On 08/02/2018 07:23 AM, Adrian Hunter wrote:
> On 02/08/18 14:09, Ming Lei wrote:
>> On Thu, Aug 02, 2018 at 01:47:29PM +0300, Adrian Hunter wrote:
>>> On 02/08/18 13:33, Ming Lei wrote:
>>>> On Thu, Aug 02, 2018 at 01:09:31PM +0300, Adrian Hunter wrote:
>>>>> On 31/07/18 19:25, Ming Lei wrote:
>>>>>> Hi Peter,
>>>>>>
>>>>>> On Tue, Jul 31, 2018 at 08:47:45AM -0400, Peter Geis wrote:
>>>>>>> Good Morning,
>>>>>>>
>>>>>>> On 07/30/2018 09:38 PM, Ming Lei wrote:
>>>>>>>> Hi Peter,
>>>>>>>>
>>>>>>>> Thanks for collecting the log.
>>>>>>>>
>>>>>>>> On Mon, Jul 30, 2018 at 02:55:42PM -0400, Peter Geis wrote:
>>>>>>>>>
>>>>>>>>>
>>>>>>>>> On 07/28/2018 09:37 AM, Ming Lei wrote:
>>>>>>>>
>>>>>>>> ...
>>>>>>>>
>>>>>>>>> [   10.887209] systemd--112     0.n.1 2411122us : blk_mq_make_request: make
>>>>>>>>> rq -1
>>>>>>>>> [   10.890274] kworker/-98      0...1 2411506us : blk_mq_free_request:
>>>>>>>>> complete: rq -1
>>>>>>>>> [   10.893313] systemd--107     0...1 2412025us : blk_mq_make_request: make
>>>>>>>>> rq -1
>>>>>>>>> [   10.896354] systemd--107     0.... 2412323us : mmc_mq_queue_rq: queue rq
>>>>>>>>> -1, 0
>>>>>>>>> [   10.899388] systemd--107     0.... 2412327us :
>>>>>>>>> blk_mq_try_issue_list_directly: issue direct: rq -1, ret 0
>>>>>>>>> [   10.902463] (direxec-111     1...1 2413829us : blk_mq_make_request: make
>>>>>>>>> rq -1
>>>>>>>>> [   10.905513] systemd--114     1...1 2415159us : blk_mq_make_request: make
>>>>>>>>> rq -1
>>>>>>>>
>>>>>>>> Above is the most interesting part in the log.

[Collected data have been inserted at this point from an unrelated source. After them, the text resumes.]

impl<'a> Decoder<'a> {
    pub fn new(bytes: &'a [u8]) -> Self {
        Self { bytes, pos: 0, base: 0 }
    }

    fn nested(bytes: &'a [u8], base: usize) -> Self {
        Self { bytes, pos: 0, base }
    }

    /// Bytes consumed so far
    pub fn position(&self) -> usize {
        self.pos
    }

    pub fn is_at_end(&self) -> bool {
        self.pos >= self.bytes.len()
    }

    fn offset(&self) -> usize {
        self.base + self.pos
    }

    fn take(&mut self, n: usize) -> DecodeResult<&'a [u8]> {
        let end = self.pos.checked_add(n).filter(|&e| e <= self.bytes.len()).ok_or(
            DecodeError::Truncated {
                offset: self.offset(),
                needed: n,
            },
        )?;
        let slice = &self.bytes[self.pos..end];
        self.pos = end;
        Ok(slice)
    }

    fn array<const N: usize>(&mut self) -> DecodeResult<[u8; N]> {
        let mut out = [0u8; N];
        out.copy_from_slice(self.take(N)?);
        Ok(out)
    }

    fn u8(&mut self) -> DecodeResult<u8> {
        Ok(self.array::<1>()?[0])
    }

    fn u16(&mut self) -> DecodeResult<u16> {
        Ok(u16::from_be_bytes(self.array()?))
    }

    fn u32(&mut self) -> DecodeResult<u32> {
        Ok(u32::from_be_bytes(self.array()?))
    }

    fn utf8(&mut self, len: usize) -> DecodeResult<String> {
        let offset = self.offset();
        let bytes = self.take(len)?;
        String::from_utf8(bytes.to_vec()).map_err(|_| DecodeError::InvalidUtf8 { offset })
    }

    fn name(&mut self) -> DecodeResult<String> {
        let len = self.u16()? as usize;
        self.utf8(len)
    }

    fn data_type(&mut self) -> DecodeResult<DataType> {
        let offset = self.offset();
        Ok(match self.u8()? {
            TYPE_BOOL => DataType::Bool,
            TYPE_NUMBER => DataType::Number,
            TYPE_TEXT => DataType::Text,
            TYPE_BINARY => DataType::Binary,
            TYPE_TIME => DataType::Time,
            TYPE_TUPLE => DataType::Tuple(self.heading()?),
            TYPE_RELATION => DataType::Relation(self.heading()?),
            TYPE_USER => {
                let name = self.name()?;
                let heading = self.heading()?;
                let mut user = UserType::new(name, heading);
                if self.u8()? != 0 {
                    user = user.with_supertype(self.data_type()?);
                }
                DataType::user(user)
            }
            TYPE_CODE => DataType::Code,
            TYPE_VOID => DataType::Void,
            tag => return Err(DecodeError::BadTypeTag { offset, tag }),
        })
    }

    fn heading(&mut self) -> DecodeResult<Heading> {
        let offset = self.offset();
        let count = self.u16()?;
        let mut heading = Heading::new();
        for _ in 0..count {
            let name = self.name()?;
            let ty = self.data_type()?;
            heading.push(Column::new(name, ty)).map_err(|e| DecodeError::Malformed {
                offset,
                reason: e.to_string(),
            })?;
        }
        Ok(heading)
    }

    fn value(&mut self) -> DecodeResult<Value> {
        let offset = self.offset();
        Ok(match self.u8()? {
            TAG_VOID => Value::Void,
            TAG_BOOL => Value::Bool(self.u8()? != 0),
            TAG_NUMBER => Value::Number(Decimal::deserialize(self.array()?)),
            TAG_TEXT => {
                let len = self.u32()? as usize;
                Value::Text(self.utf8(len)?)
            }
            TAG_BINARY => {
                let len = self.u32()? as usize;
                Value::Binary(self.take(len)?.to_vec())
            }
            TAG_TIME => {
                let at = self.offset();
                let ms = i64::from_be_bytes(self.array()?);
                let time = DateTime::from_timestamp_millis(ms).ok_or(DecodeError::BadTime { offset: at })?;
                Value::Time(time.naive_utc())
            }
            TAG_TUPLE => {
                let count = self.u16()?;
                let mut fields = Vec::with_capacity(count as usize);
                for _ in 0..count {
                    let name = self.name()?;
                    fields.push((name, self.value()?));
                }
                Value::Tuple(fields)
            }
            TAG_RELATION => {
                let heading = self.heading()?;
                let count = self.u32()?;
                let mut rows = Vec::new();
                for _ in 0..count {
                    let row = (0..heading.degree())
                        .map(|_| self.value())
                        .collect::<DecodeResult<Vec<_>>>()?;
                    rows.push(row);
                }
                Value::Relation { heading, rows }
            }
            TAG_HEADING => Value::Heading(self.heading()?),
            tag => return Err(DecodeError::BadValueTag { offset, tag }),
        })
    }

    fn segment(&mut self) -> DecodeResult<(ExprBlock, Vec<Instruction>)> {
        let name = self.name()?;
        let kind_at = self.offset();
        let kind_byte = self.u8()?;
        let kind = ExprKind::from_u8(kind_byte).ok_or(DecodeError::BadSegmentKind {
            offset: kind_at,
            kind: kind_byte,
        })?;
        let accums = self.u16()? as usize;
        let flags = BlockFlags::from_bits(self.u8()?);
        let lookup = self.heading()?;
        let len = self.u32()? as usize;
        let body_base = self.offset();
        let body = self.take(len)?;
        let instructions = Decoder::nested(body, body_base).decode_all()?;
        let block = ExprBlock {
            name,
            kind,
            accums,
            flags,
            lookup,
            code: ByteCode::from_bytes(body.to_vec()),
        };
        Ok((block, instructions))
    }

    /// Decode the next instruction
    pub fn next_instruction(&mut self) -> DecodeResult<Instruction> {
        let offset = self.offset();
        let byte = self.u8()?;
        let op = OpCode::from_u8(byte).ok_or(DecodeError::UnknownOpcode { offset, byte })?;
        Ok(match op {
            OpCode::End => Instruction::End,
            OpCode::LoadValue => Instruction::LoadValue(self.value()?),
            OpCode::LoadCatalog => Instruction::LoadCatalog(self.name()?),
            OpCode::LoadCatalogRef => Instruction::LoadCatalogRef(self.name()?),
            OpCode::LoadField => Instruction::LoadField(self.name()?),
            OpCode::LoadComponent => Instruction::LoadComponent(self.name()?),
            OpCode::LoadTupleField => Instruction::LoadTupleField(self.name()?),
            OpCode::LoadAccBlock => Instruction::LoadAccBlock,
            OpCode::LoadLookup => Instruction::LoadLookup,
            OpCode::LoadSegment => {
                let (block, body) = self.segment()?;
                Instruction::LoadSegment(block, body)
            }
            OpCode::Call => Instruction::Call {
                name: self.name()?,
                arity: self.u8()?,
            },
            OpCode::CallVar => Instruction::CallVar {
                name: self.name()?,
                fixed: self.u8()?,
                var: self.u8()?,
            },
            OpCode::CallVarTable => Instruction::CallVarTable {
                name: self.name()?,
                fixed: self.u8()?,
                var: self.u8()?,
            },
        })
    }

    /// Decode every remaining instruction
    pub fn decode_all(mut self) -> DecodeResult<Vec<Instruction>> {
        let mut out = Vec::new();
        while !self.is_at_end() {
            out.push(self.next_instruction()?);
        }
        Ok(out)
    }
}

/// Render a buffer as indented text, one instruction per line
pub fn disassemble(code: &ByteCode) -> DecodeResult<String> {
    let instructions = Decoder::new(code.as_bytes()).decode_all()?;
    let mut out = String::new();
    write_instructions(&mut out, &instructions, 0);
    Ok(out)
}

fn write_instructions(out: &mut String, instructions: &[Instruction], depth: usize) {
    let indent = "  ".repeat(depth);
    for instruction in instructions {
        let name = instruction.opcode().name();
        // writing to a String cannot fail
        let _ = match instruction {
            Instruction::End | Instruction::LoadAccBlock | Instruction::LoadLookup => {
                writeln!(out, "{indent}{name}")
            }
            Instruction::LoadValue(v) => writeln!(out, "{indent}{name} {v}"),
            Instruction::LoadCatalog(n)
            | Instruction::LoadCatalogRef(n)
            | Instruction::LoadField(n)
            | Instruction::LoadComponent(n)
            | Instruction::LoadTupleField(n) => writeln!(out, "{indent}{name} {n}"),
            Instruction::Call { name: f, arity } => writeln!(out, "{indent}{name} {f}/{arity}"),
            Instruction::CallVar { name: f, fixed, var } | Instruction::CallVarTable { name: f, fixed, var } => {
                writeln!(out, "{indent}{name} {f}/{fixed}+{var}")
            }
            Instruction::LoadSegment(block, body) => {
                let _ = write!(
                    out,
                    "{indent}{name} {} [{}] accums={} lookup={}",
                    block.name, block.kind, block.accums, block.lookup
                );
                if block.flags != BlockFlags::NONE {
                    let _ = write!(out, " flags={}", block.flags);
                }
                let _ = writeln!(out);
                write_instructions(out, body, depth + 1);
                Ok(())
            }
        };
    }
}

MMC sets hw queue depth
>>>>>>>> as 1, and you are using none scheduler, that means the max number of
>>>>>>>> in-flight requests should be one, but the above log shows that there may
>>>>>>>> be 3 in-flight requests.
>>>>>>>
>>>>>>> That's odd, I have CFQ set as the default, is something changing this during
>>>>>>> boot?
>>>>>>> CONFIG_CFQ_GROUP_IOSCHED=y
>>>>>>> CONFIG_DEFAULT_IOSCHED="cfq"
>>>>>>
>>>>>> No, now mmc has been converted to blk-mq, and the default mq io sched
>>>>>> should have been mq-deadline for mmc, but not sure why it is none in
>>>>>> your case.
>>>>>>
>>>>>>>
>>>>>>>>
>>>>>>>> That seems really weird, but it shouldn't be related with my two patches,
>>>>>>>> which won't change the tag allocation behaviour at all. However, what matters
>>>>>>>> may be that the patch speeds up the request dispatch. Maybe one bug
>>>>>>>> in lib/sbitmap.c block/blk-mq-tag.c.
>>>>>>>>
>>>>>>>> Unfortunately rq->tag wasn't shown in the log because I forget to dump
>>>>>>>> it in the debug patch, so could you apply the following new debug patch and
>>>>>>>> provide us the log again? BTW, please attach the ftrace log in the reply
>>>>>>>> mail directly, then it may be parsed/looked easily.
>>>>>>>
>>>>>>> I have resynced to the latest linux-next and applied your new patch.
>>>>>>> The log is attached.
>>>>>>>
>>>>>>> Of note, it took several boots this time before it would progress to where I
>>>>>>> could grab the log.
>>>>>>> Instead it was blocking the moment RW was requested.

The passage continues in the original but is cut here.